• **Exercise goal**: Where a line in the listing contains the string "NotAFeatureCollection", copy that line out.

.....

//! Structured errors for configuration and data loading
//!
//! Every [`Error`] carries a numeric [`ErrorCode`], optional context and a
//! recovery suggestion. Codes group into an [`ErrorCategory`], which also
//! decides the process exit code of the command-line tools.

use serde::{Deserialize, Serialize};
use std::fmt;
use thiserror::Error;

/// Broad class of an error
#[derive(Debug, Clone, Copy, PartialEq, Eq, Hash, Serialize, Deserialize)]
#[serde(rename_all = "snake_case")]
#[allow(missing_docs)]
pub enum ErrorCategory {
    General,
    Io,
    Config,
    Data,
    Validation,
}

impl ErrorCategory {
    /// Process exit code for errors of this category
    pub fn exit_code(self) -> i32 {
        match self {
            Self::General => exit_codes::FAILURE,
            Self::Io | Self::Data => exit_codes::DATA_ERROR,
            Self::Config => exit_codes::CONFIG_ERROR,
            Self::Validation => exit_codes::VALIDATION_ERROR,
        }
    }
}

/// Error codes; the thousands digit is the category
#[derive(Debug, Clone, Copy, PartialEq, Eq, Hash, Serialize, Deserialize)]
#[serde(rename_all = "SCREAMING_SNAKE_CASE")]
#[allow(missing_docs)]
pub enum ErrorCode {
    Internal = 1001,
    Timeout = 1003,

    Io = 2000,
    FileNotFound = 2001,
    PermissionDenied = 2002,

    ConfigError = 3000,
    ConfigNotFound = 3001,
    ConfigParseError = 3002,
    ConfigValidationError = 3003,

    InvalidGeoJson = 4001,
    NotAFeatureCollection = 4002,

    ValidationError = 6000,
    InvalidInput = 6001,
}

impl ErrorCode {
    /// Get the numeric code
    pub fn code(self) -> u32 {
        self as u32
    }

    /// Category from the thousands digit
    pub fn category(self) -> ErrorCategory {
        match self {
            Self::Internal | Self::Timeout => ErrorCategory::General,
            Self::Io | Self::FileNotFound | Self::PermissionDenied => ErrorCategory::Io,
            Self::ConfigError
            | Self::ConfigNotFound
            | Self::ConfigParseError
            | Self::ConfigValidationError => ErrorCategory::Config,
            Self::InvalidGeoJson | Self::NotAFeatureCollection => ErrorCategory::Data,
            Self::ValidationError | Self::InvalidInput => ErrorCategory::Validation,
        }
    }
}

impl fmt::Display for ErrorCode {
    fn fmt(&self, f: &mut fmt::Formatter<'_>) -> fmt::Result {
        write!(f, "E{:04}", self.code())
    }
}

/// Error with code, context and suggestion
#[derive(Error, Debug)]
pub struct Error {
    /// Code for programmatic handling
    pub code: ErrorCode,
    /// Human-readable message
    pub message: String,
    /// What was being done when the error happened
    pub context: Option<String>,
    /// How the user can fix it
    pub suggestion: Option<String>,
    /// Underlying error
    #[source]
    pub source: Option<Box<dyn std::error::Error + Send + Sync>>,
}

impl fmt::Display for Error {
    fn fmt(&self, f: &mut fmt::Formatter<'_>) -> fmt::Result {
        write!(f, "[{}] {}", self.code, self.message)?;
        if let Some(context) = &self.context {
            write!(f, "\n  While: {context}")?;
        }
        if let Some(suggestion) = &self.suggestion {
            write!(f, "\n  Hint: {suggestion}")?;
        }
        Ok(())
    }
}

impl Error {
    pub fn new(code: ErrorCode, message: impl Into<String>) -> Self {
        Self {
            code,
            message: message.into(),
            context: None,
            suggestion: None,
            source: None,
        }
    }

    /// Set the context; an existing context is kept as the outer one
    pub fn with_context(mut self, context: impl Into<String>) -> Self {
        let context = context.into();
        self.context = Some(match self.context.take() {
            Some(inner) => format!("{context}: {inner}"),
            None => context,
        });
        self
    }

    pub fn with_suggestion(mut self, suggestion: impl Into<String>) -> Self {
        self.suggestion = Some(suggestion.into());
        self
    }

    pub fn with_source(mut self, source: impl std::error::Error + Send + Sync + 'static) -> Self {
        self.source = Some(Box::new(source));
        self
    }

    pub fn category(&self) -> ErrorCategory {
        self.code.category()
    }

    /// Process exit code for this error
    pub fn exit_code(&self) -> i32 {
        self.category().exit_code()
    }

    /// Serializable form for `--format json` output
    pub fn to_report(&self) -> ErrorReport {
        ErrorReport {
            code: self.code.to_string(),
            category: self.category(),
            message: self.message.clone(),
            context: self.context.clone(),
            suggestion: self.suggestion.clone(),
            source: self.source.as_ref().map(ToString::to_string),
        }
    }

    pub fn file_not_found(path: impl AsRef<std::path::Path>) -> Self {
        Self::new(
            ErrorCode::FileNotFound,
            format!("File not found: {}", path.as_ref().display()),
        )
        .with_suggestion("Check the path passed to --data")
    }

    pub fn config(message: impl Into<String>) -> Self {
        Self::new(ErrorCode::ConfigError, message)
    }

    pub fn config_not_found(path: impl AsRef<std::path::Path>) -> Self {
        Self::new(
            ErrorCode::ConfigNotFound,
            format!("Configuration file not found: {}", path.as_ref().display()),
        )
        .with_suggestion("Create a facilitymap.toml file or use --config to specify a path")
    }

    pub fn config_validation(message: impl Into<String>) -> Self {
        Self::new(ErrorCode::ConfigValidationError, message)
    }

    pub fn not_a_feature_collection(found: impl Into<String>) -> Self {
        Self::new(
            ErrorCode::NotAFeatureCollection,
            format!("Expected a FeatureCollection, found {}", found.into()),
        )
        .with_suggestion("Export the facility layer as a GeoJSON FeatureCollection")
    }

    pub fn validation(message: impl Into<String>) -> Self {
        Self::new(ErrorCode::ValidationError, message)
    }
}

/// JSON form of an [`Error`]
#[derive(Debug, Clone, Serialize, Deserialize)]
#[allow(missing_docs)]
pub struct ErrorReport {
    /// Display form of the code, e.g. `E2001`
    pub code: String,
    pub category: ErrorCategory,
    pub message: String,
    #[serde(skip_serializing_if = "Option::is_none")]
    pub context: Option<String>,
    #[serde(skip_serializing_if = "Option::is_none")]
    pub suggestion: Option<String>,
    #[serde(skip_serializing_if = "Option::is_none")]
    pub source: Option<String>,
}

/// Result alias with the core [`Error`]
pub type Result<T> = std::result::Result<T, Error>;

/// Exit codes for CLI commands
#[allow(missing_docs)]
pub mod exit_codes {
    pub const SUCCESS: i32 = 0;
    pub const FAILURE: i32 = 1;
    pub const VALIDATION_ERROR: i32 = 2;
    pub const CONFIG_ERROR: i32 = 3;
    pub const DATA_ERROR: i32 = 4;
}

impl From<std::io::Error> for Error {
    fn from(err: std::io::Error) -> Self {
        let code = match err.kind() {
            std::io::ErrorKind::NotFound => ErrorCode::FileNotFound,
            std::io::ErrorKind::PermissionDenied => ErrorCode::PermissionDenied,
            _ => ErrorCode::Io,
        };
        Error::new(code, err.to_string()).with_source(err)
    }
}

impl From<serde_json::Error> for Error {
    fn from(err: serde_json::Error) -> Self {
        Error::new(ErrorCode::InvalidGeoJson, format!("Invalid GeoJSON: {err}")).with_source(err)
    }
}

impl From<toml::de::Error> for Error {
    fn from(err: toml::de::Error) -> Self {
        Error::new(ErrorCode::ConfigParseError, format!("Invalid TOML: {err}")).with_source(err)
    }
}

/// Context and suggestions on `Result`s
pub trait ResultExt<T> {
    /// Add context to the error
    fn context(self, context: impl Into<String>) -> Result<T>;
    /// Add a suggestion to the error
    fn with_suggestion(self, suggestion: impl Into<String>) -> Result<T>;
}

impl<T> ResultExt<T> for Result<T> {
    fn context(self, context: impl Into<String>) -> Result<T> {
        self.map_err(|e| e.with_context(context))
    }

    fn with_suggestion(self, suggestion: impl Into<String>) -> Result<T> {
        self.map_err(|e| e.with_suggestion(suggestion))
    }
}

#[cfg(test)]
mod tests {
    use super::*;

    #[test]
    fn test_code_display_and_category() {
        assert_eq!(ErrorCode::FileNotFound.to_string(), "E2001");
        assert_eq!(ErrorCode::NotAFeatureCollection.category(), ErrorCategory::Data);
        assert_eq!(ErrorCode::ConfigParseError.category(), ErrorCategory::Config);
        for code in [ErrorCode::Timeout, ErrorCode::PermissionDenied, ErrorCode::InvalidInput] {
            let digit = code.code() / 1000;
            let expected = match code.category() {
                ErrorCategory::General => 1,
                ErrorCategory::Io => 2,
                ErrorCategory::Config => 3,
                ErrorCategory::Data => 4,
                ErrorCategory::Validation => 6,
            };
            assert_eq!(digit, expected, "{code}");
        }
    }

    #[test]
    fn test_exit_codes() {
        assert_eq!(Error::file_not_found("x.geojson").exit_code(), exit_codes::DATA_ERROR);
        assert_eq!(Error::not_a_feature_collection("Point").exit_code(), exit_codes::DATA_ERROR);
        assert_eq!(Error::config_not_found("x.toml").exit_code(), exit_codes::CONFIG_ERROR);
        assert_eq!(Error::validation("empty").exit_code(), exit_codes::VALIDATION_ERROR);
        assert_eq!(Error::new(ErrorCode::Internal, "bug").exit_code(), exit_codes::FAILURE);
    }

    #[test]
    fn test_nested_context() {
        let result: Result<()> = Err(Error::config("bad value"));
        let err = result.context("Parsing shapes").context("Loading facilitymap.toml").unwrap_err();
        assert_eq!(err.context.as_deref(), Some("Loading facilitymap.toml: Parsing shapes"));
        assert!(err.to_string().contains("While: Loading facilitymap.toml"));
    }

    #[test]
    fn test_report_serialization() {
        let err = Error::not_a_feature_collection("Point").with_context("Reading --data file");
        let json = serde_json::to_value(err.to_report()).unwrap();
        assert_eq!(json["code"], "E4002");
        assert_eq!(json["category"], "data");
        assert_eq!(json["context"], "Reading --data file");
        assert!(json.get("source").is_none());
    }

    #[test]
    fn test_io_error_mapping() {
        let err = Error::from(std::io::Error::new(std::io::ErrorKind::NotFound, "gone"));
        assert_eq!(err.code, ErrorCode::FileNotFound);
        assert!(err.source.is_some());
    }
}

.....

• **Problem solution**:
    NotAFeatureCollection = 4002,
            Self::InvalidGeoJson | Self::NotAFeatureCollection => ErrorCategory::Data,
            ErrorCode::NotAFeatureCollection,
        assert_eq!(ErrorCode::NotAFeatureCollection.category(), ErrorCategory::Data);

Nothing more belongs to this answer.